A retrospective, observational, descriptive analysis of PORT lesions presenting as satellite lesions of typical full-thickness necrotizing Toxoplasma retinochoroiditis (TRC) or isolated lesions in immunocompetent cases.

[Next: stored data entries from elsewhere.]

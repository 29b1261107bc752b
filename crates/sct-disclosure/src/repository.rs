//! # Disclosure Repository
//!
//! Persistent state for products, suppliers, surveys, responses, documents
//! and reports, behind the [`DisclosureRepository`] trait.
//!
//! ## Atomic submission
//!
//! [`DisclosureRepository::commit_submission`] is the only write that
//! touches two records at once. It is a compare-and-swap on the response
//! status: the response must still be `Pending` when the write lock is
//! taken, and the response update and the linked supplier update land
//! together or not at all. Two concurrent submissions for the same
//! response therefore produce exactly one winner; the loser sees
//! [`RepositoryError::Conflict`].
//!
//! [`InMemoryRepository`] keeps every table under one `parking_lot`
//! `RwLock`, so the compare-and-swap is a single critical section.

use std::collections::HashMap;
use std::hash::Hash;

use parking_lot::RwLock;
use thiserror::Error;

use sct_core::{
    AccessToken, Answers, Document, DocumentId, Product, ProductId, ProductSnapshot, Report,
    ReportId, ResponseId, ResponseStatus, SctError, Supplier, SupplierId, Survey, SurveyId,
    SurveyResponse, Timestamp,
};
use sct_state::{SupplierError, SupplierLifecycle};

// ─── Errors ──────────────────────────────────────────────────────────

/// Errors from repository operations.
#[derive(Error, Debug, Clone, PartialEq, Eq)]
pub enum RepositoryError {
    /// No record with this id.
    #[error("{entity} {id} not found")]
    NotFound {
        /// Record type.
        entity: &'static str,
        /// The missing id.
        id: String,
    },

    /// The response was no longer `Pending` when the commit ran.
    #[error("survey response {response_id} has already been submitted")]
    Conflict {
        /// The response whose compare-and-swap failed.
        response_id: String,
    },

    /// A record with this id already exists.
    #[error("duplicate record: {0}")]
    Duplicate(String),

    /// The backing store could not be reached.
    #[error("repository unavailable: {0}")]
    Unavailable(String),
}

impl RepositoryError {
    fn not_found(entity: &'static str, id: impl ToString) -> Self {
        Self::NotFound {
            entity,
            id: id.to_string(),
        }
    }
}

impl From<RepositoryError> for SctError {
    fn from(e: RepositoryError) -> Self {
        match e {
            RepositoryError::NotFound { .. } => SctError::NotFound(e.to_string()),
            RepositoryError::Conflict { response_id } => SctError::AlreadySubmitted { response_id },
            RepositoryError::Duplicate(_) => SctError::InvalidInput(e.to_string()),
            RepositoryError::Unavailable(msg) => SctError::StorageUnavailable(msg),
        }
    }
}

// ─── Trait ───────────────────────────────────────────────────────────

/// A validated submission, ready to be applied atomically.
#[derive(Debug, Clone, PartialEq)]
pub struct SubmissionCommit {
    pub response_id: ResponseId,
    pub answers: Answers,
    pub submitted_at: Timestamp,
}

/// Storage for all disclosure records.
///
/// Every read returns an owned copy. Listing methods return records in
/// insertion order.
pub trait DisclosureRepository: Send + Sync {
    fn insert_product(&self, product: Product) -> Result<(), RepositoryError>;
    fn product(&self, id: &ProductId) -> Result<Product, RepositoryError>;

    fn insert_supplier(&self, supplier: Supplier) -> Result<(), RepositoryError>;
    fn supplier(&self, id: &SupplierId) -> Result<Supplier, RepositoryError>;
    /// Suppliers of one product.
    fn suppliers(&self, product: &ProductId) -> Result<Vec<Supplier>, RepositoryError>;
    /// Atomically read-validate-update a supplier.
    ///
    /// `apply` runs on a copy under the write lock; the copy is stored only
    /// when it returns `Ok`. The outer error is the lookup, the inner one is
    /// `apply`'s verdict.
    fn try_update_supplier(
        &self,
        id: &SupplierId,
        apply: &mut dyn FnMut(&mut Supplier) -> Result<(), SupplierError>,
    ) -> Result<Result<Supplier, SupplierError>, RepositoryError>;

    fn insert_survey(&self, survey: Survey) -> Result<(), RepositoryError>;
    fn survey(&self, id: &SurveyId) -> Result<Survey, RepositoryError>;

    /// Insert a response. Its token must not collide with an existing one.
    fn insert_response(&self, response: SurveyResponse) -> Result<(), RepositoryError>;
    fn response(&self, id: &ResponseId) -> Result<SurveyResponse, RepositoryError>;
    /// Look a response up by its access token.
    fn response_by_token(&self, token: &AccessToken) -> Result<SurveyResponse, RepositoryError>;
    /// Responses to one survey.
    fn responses_for_survey(&self, survey: &SurveyId)
        -> Result<Vec<SurveyResponse>, RepositoryError>;
    /// Responses to any survey of `product`.
    fn responses_for_product(
        &self,
        product: &ProductId,
    ) -> Result<Vec<SurveyResponse>, RepositoryError>;

    /// Apply a submission as one compare-and-swap on the response status.
    ///
    /// Returns the updated response and, when the response is linked to a
    /// supplier, the updated supplier.
    fn commit_submission(
        &self,
        commit: SubmissionCommit,
    ) -> Result<(SurveyResponse, Option<Supplier>), RepositoryError>;

    fn insert_document(&self, document: Document) -> Result<(), RepositoryError>;
    fn document(&self, id: &DocumentId) -> Result<Document, RepositoryError>;
    fn documents_for_response(&self, id: &ResponseId) -> Result<Vec<Document>, RepositoryError>;
    /// Documents attached to any response of `product`.
    fn documents_for_product(&self, product: &ProductId)
        -> Result<Vec<Document>, RepositoryError>;
    /// Persist the outcome of an integrity re-check.
    fn set_document_verified(
        &self,
        id: &DocumentId,
        verified: bool,
    ) -> Result<Document, RepositoryError>;

    fn insert_report(&self, report: Report) -> Result<(), RepositoryError>;
    fn report(&self, id: &ReportId) -> Result<Report, RepositoryError>;
    /// Reports generated for `product`.
    fn reports_for_product(&self, product: &ProductId) -> Result<Vec<Report>, RepositoryError>;

    /// Everything known about `product`, read fresh.
    fn snapshot(&self, product: &ProductId) -> Result<ProductSnapshot, RepositoryError> {
        Ok(ProductSnapshot {
            product: Some(self.product(product)?),
            suppliers: self.suppliers(product)?,
            responses: self.responses_for_product(product)?,
            documents: self.documents_for_product(product)?,
        })
    }
}

// ─── In-Memory Implementation ────────────────────────────────────────

/// Insertion-ordered table keyed by id.
#[derive(Debug)]
struct Table<K, V> {
    order: Vec<K>,
    rows: HashMap<K, V>,
}

impl<K, V> Default for Table<K, V> {
    fn default() -> Self {
        Self {
            order: Vec::new(),
            rows: HashMap::new(),
        }
    }
}

impl<K: Copy + Eq + Hash + std::fmt::Display, V: Clone> Table<K, V> {
    fn insert(&mut self, key: K, value: V) -> Result<(), RepositoryError> {
        if self.rows.contains_key(&key) {
            return Err(RepositoryError::Duplicate(key.to_string()));
        }
        self.order.push(key);
        self.rows.insert(key, value);
        Ok(())
    }

    fn get(&self, entity: &'static str, key: &K) -> Result<V, RepositoryError> {
        self.rows
            .get(key)
            .cloned()
            .ok_or_else(|| RepositoryError::not_found(entity, key))
    }

    fn get_mut(&mut self, entity: &'static str, key: &K) -> Result<&mut V, RepositoryError> {
        self.rows
            .get_mut(key)
            .ok_or_else(|| RepositoryError::not_found(entity, key))
    }

    fn iter(&self) -> impl Iterator<Item = &V> {
        self.order.iter().filter_map(|k| self.rows.get(k))
    }
}

#[derive(Debug, Default)]
struct Tables {
    products: Table<ProductId, Product>,
    suppliers: Table<SupplierId, Supplier>,
    surveys: Table<SurveyId, Survey>,
    responses: Table<ResponseId, SurveyResponse>,
    tokens: HashMap<String, ResponseId>,
    documents: Table<DocumentId, Document>,
    reports: Table<ReportId, Report>,
}

impl Tables {
    fn survey_ids_for(&self, product: &ProductId) -> Vec<SurveyId> {
        self.surveys
            .iter()
            .filter(|s| s.product_id == *product)
            .map(|s| s.id)
            .collect()
    }

    fn response_ids_for(&self, product: &ProductId) -> Vec<ResponseId> {
        let surveys = self.survey_ids_for(product);
        self.responses
            .iter()
            .filter(|r| surveys.contains(&r.survey_id))
            .map(|r| r.id)
            .collect()
    }
}

/// Thread-safe in-memory repository.
#[derive(Debug, Default)]
pub struct InMemoryRepository {
    tables: RwLock<Tables>,
}

impl InMemoryRepository {
    pub fn new() -> Self {
        Self::default()
    }
}

impl DisclosureRepository for InMemoryRepository {
    fn insert_product(&self, product: Product) -> Result<(), RepositoryError> {
        self.tables.write().products.insert(product.id, product)
    }

    fn product(&self, id: &ProductId) -> Result<Product, RepositoryError> {
        self.tables.read().products.get("product", id)
    }

    fn insert_supplier(&self, supplier: Supplier) -> Result<(), RepositoryError> {
        self.tables.write().suppliers.insert(supplier.id, supplier)
    }

    fn supplier(&self, id: &SupplierId) -> Result<Supplier, RepositoryError> {
        self.tables.read().suppliers.get("supplier", id)
    }

    fn suppliers(&self, product: &ProductId) -> Result<Vec<Supplier>, RepositoryError> {
        Ok(self
            .tables
            .read()
            .suppliers
            .iter()
            .filter(|s| s.product_id == *product)
            .cloned()
            .collect())
    }

    fn try_update_supplier(
        &self,
        id: &SupplierId,
        apply: &mut dyn FnMut(&mut Supplier) -> Result<(), SupplierError>,
    ) -> Result<Result<Supplier, SupplierError>, RepositoryError> {
        let mut tables = self.tables.write();
        let slot = tables.suppliers.get_mut("supplier", id)?;
        let mut next = slot.clone();
        Ok(apply(&mut next).map(|()| {
            *slot = next.clone();
            next
        }))
    }

    fn insert_survey(&self, survey: Survey) -> Result<(), RepositoryError> {
        self.tables.write().surveys.insert(survey.id, survey)
    }

    fn survey(&self, id: &SurveyId) -> Result<Survey, RepositoryError> {
        self.tables.read().surveys.get("survey", id)
    }

    fn insert_response(&self, response: SurveyResponse) -> Result<(), RepositoryError> {
        let mut tables = self.tables.write();
        let token = response.token.as_str().to_string();
        if tables.tokens.contains_key(&token) {
            return Err(RepositoryError::Duplicate("access token".into()));
        }
        let id = response.id;
        tables.responses.insert(id, response)?;
        tables.tokens.insert(token, id);
        Ok(())
    }

    fn response(&self, id: &ResponseId) -> Result<SurveyResponse, RepositoryError> {
        self.tables.read().responses.get("survey response", id)
    }

    fn response_by_token(&self, token: &AccessToken) -> Result<SurveyResponse, RepositoryError> {
        let tables = self.tables.read();
        let id = tables
            .tokens
            .get(token.as_str())
            .ok_or_else(|| RepositoryError::not_found("survey response", "for token"))?;
        tables.responses.get("survey response", id)
    }

    fn responses_for_survey(
        &self,
        survey: &SurveyId,
    ) -> Result<Vec<SurveyResponse>, RepositoryError> {
        Ok(self
            .tables
            .read()
            .responses
            .iter()
            .filter(|r| r.survey_id == *survey)
            .cloned()
            .collect())
    }

    fn responses_for_product(
        &self,
        product: &ProductId,
    ) -> Result<Vec<SurveyResponse>, RepositoryError> {
        let tables = self.tables.read();
        tables
            .response_ids_for(product)
            .iter()
            .map(|id| tables.responses.get("survey response", id))
            .collect()
    }

    fn commit_submission(
        &self,
        commit: SubmissionCommit,
    ) -> Result<(SurveyResponse, Option<Supplier>), RepositoryError> {
        let mut tables = self.tables.write();
        let current = tables.responses.get("survey response", &commit.response_id)?;
        if current.status != ResponseStatus::Pending {
            return Err(RepositoryError::Conflict {
                response_id: commit.response_id.to_string(),
            });
        }

        // Resolve the supplier before writing anything.
        let supplier = match current.supplier_id {
            Some(sid) => {
                let mut s = tables.suppliers.get("supplier", &sid)?;
                SupplierLifecycle::record_response(&mut s, commit.submitted_at);
                Some(s)
            }
            None => None,
        };

        let response = tables
            .responses
            .get_mut("survey response", &commit.response_id)?;
        response.answers = commit.answers;
        response.submitted_at = Some(commit.submitted_at);
        response.status = ResponseStatus::Submitted;
        let response = response.clone();

        if let Some(s) = &supplier {
            *tables.suppliers.get_mut("supplier", &s.id)? = s.clone();
        }
        Ok((response, supplier))
    }

    fn insert_document(&self, document: Document) -> Result<(), RepositoryError> {
        let mut tables = self.tables.write();
        if !tables.responses.rows.contains_key(&document.response_id) {
            return Err(RepositoryError::not_found(
                "survey response",
                document.response_id,
            ));
        }
        tables.documents.insert(document.id, document)
    }

    fn document(&self, id: &DocumentId) -> Result<Document, RepositoryError> {
        self.tables.read().documents.get("document", id)
    }

    fn documents_for_response(&self, id: &ResponseId) -> Result<Vec<Document>, RepositoryError> {
        Ok(self
            .tables
            .read()
            .documents
            .iter()
            .filter(|d| d.response_id == *id)
            .cloned()
            .collect())
    }

    fn documents_for_product(
        &self,
        product: &ProductId,
    ) -> Result<Vec<Document>, RepositoryError> {
        let tables = self.tables.read();
        let responses = tables.response_ids_for(product);
        Ok(tables
            .documents
            .iter()
            .filter(|d| responses.contains(&d.response_id))
            .cloned()
            .collect())
    }

    fn set_document_verified(
        &self,
        id: &DocumentId,
        verified: bool,
    ) -> Result<Document, RepositoryError> {
        let mut tables = self.tables.write();
        let doc = tables.documents.get_mut("document", id)?;
        doc.verified = verified;
        Ok(doc.clone())
    }

    fn insert_report(&self, report: Report) -> Result<(), RepositoryError> {
        self.tables.write().reports.insert(report.id, report)
    }

    fn report(&self, id: &ReportId) -> Result<Report, RepositoryError> {
        self.tables.read().reports.get("report", id)
    }

    fn reports_for_product(&self, product: &ProductId) -> Result<Vec<Report>, RepositoryError> {
        Ok(self
            .tables
            .read()
            .reports
            .iter()
            .filter(|r| r.product_id == *product)
            .cloned()
            .collect())
    }
}

// ─── Tests ───────────────────────────────────────────────────────────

We analyzed 34 eyes of 34 cases (22 males and 12 females). PORT lesions appeared as deep, dull, yellowish-gray outer retinal lesions, either as satellite lesions to a TRC ( = 30) or isolated macular punctate lesions ( = 4). The mean lesion size was 562 μm (50-1000). The recurrence rate was high (23.52%), manifesting as either typical TRC ( = 4) or new satellite PORT lesions ( = 4). Active lesions had hyperreflective outer retinal foci on optical coherence tomography (OCT), hyperautofluorescent in the active phase, and stippled upon resolution. Healed lesions exhibited outer nuclear layer thinning and outer retinal atrophy on OCT and were hypoautofluorescent.
PORT lesions were observed as multiple punctate lesions, either adjacent to TRC in active or healed phases or as isolated macular punctate toxoplasmosis. Autofluorescence, angiography, and OCT assist in differentiating active from healed lesions. The fate of PORT lesions was healing with granularity, fading, or complete resolution. Some cases recurred with new satellite PORT lesions, whereas others progressed to typical retinochoroiditis or CNVM.
本研究旨在探讨点状外层视网膜弓形虫病(PORT)的临床特征、影像学特征及转归。
对免疫功能正常的病例中表现为典型全层坏死性视网膜脉络膜弓形虫病(TRC)卫星灶或孤立病灶的PORT病变进行回顾性、观察性、描述性分析。
我们分析了34例患者的34只眼(男性22例,女性12例)。PORT病变表现为深层、暗淡、黄灰色的外层视网膜病变,可为TRC的卫星灶(n = 30)或孤立的黄斑点状病变(n = 4)。平均病变大小为562μm(50 - 1000)。复发率较高(23.52%),表现为典型的TRC(n = 4)或新的卫星PORT病变(n = 4)。活动性病变在光学相干断层扫描(OCT)上有高反射性外层视网膜病灶,在活动期呈高自发荧光,消退时呈点状。愈合的病变在OCT上表现为外层核层变薄和外层视网膜萎缩,且自发荧光减弱。
PORT病变表现为多个点状病变,在活动期或愈合期与TRC相邻,或为孤立的黄斑点状弓形虫病。自发荧光、血管造影和OCT有助于区分活动性病变和愈合性病变。PORT病变的转归为颗粒状愈合、消退或完全吸收。部分病例复发出现新的卫星PORT病变,而其他病例则进展为典型的视网膜脉络膜炎或脉络膜新生血管。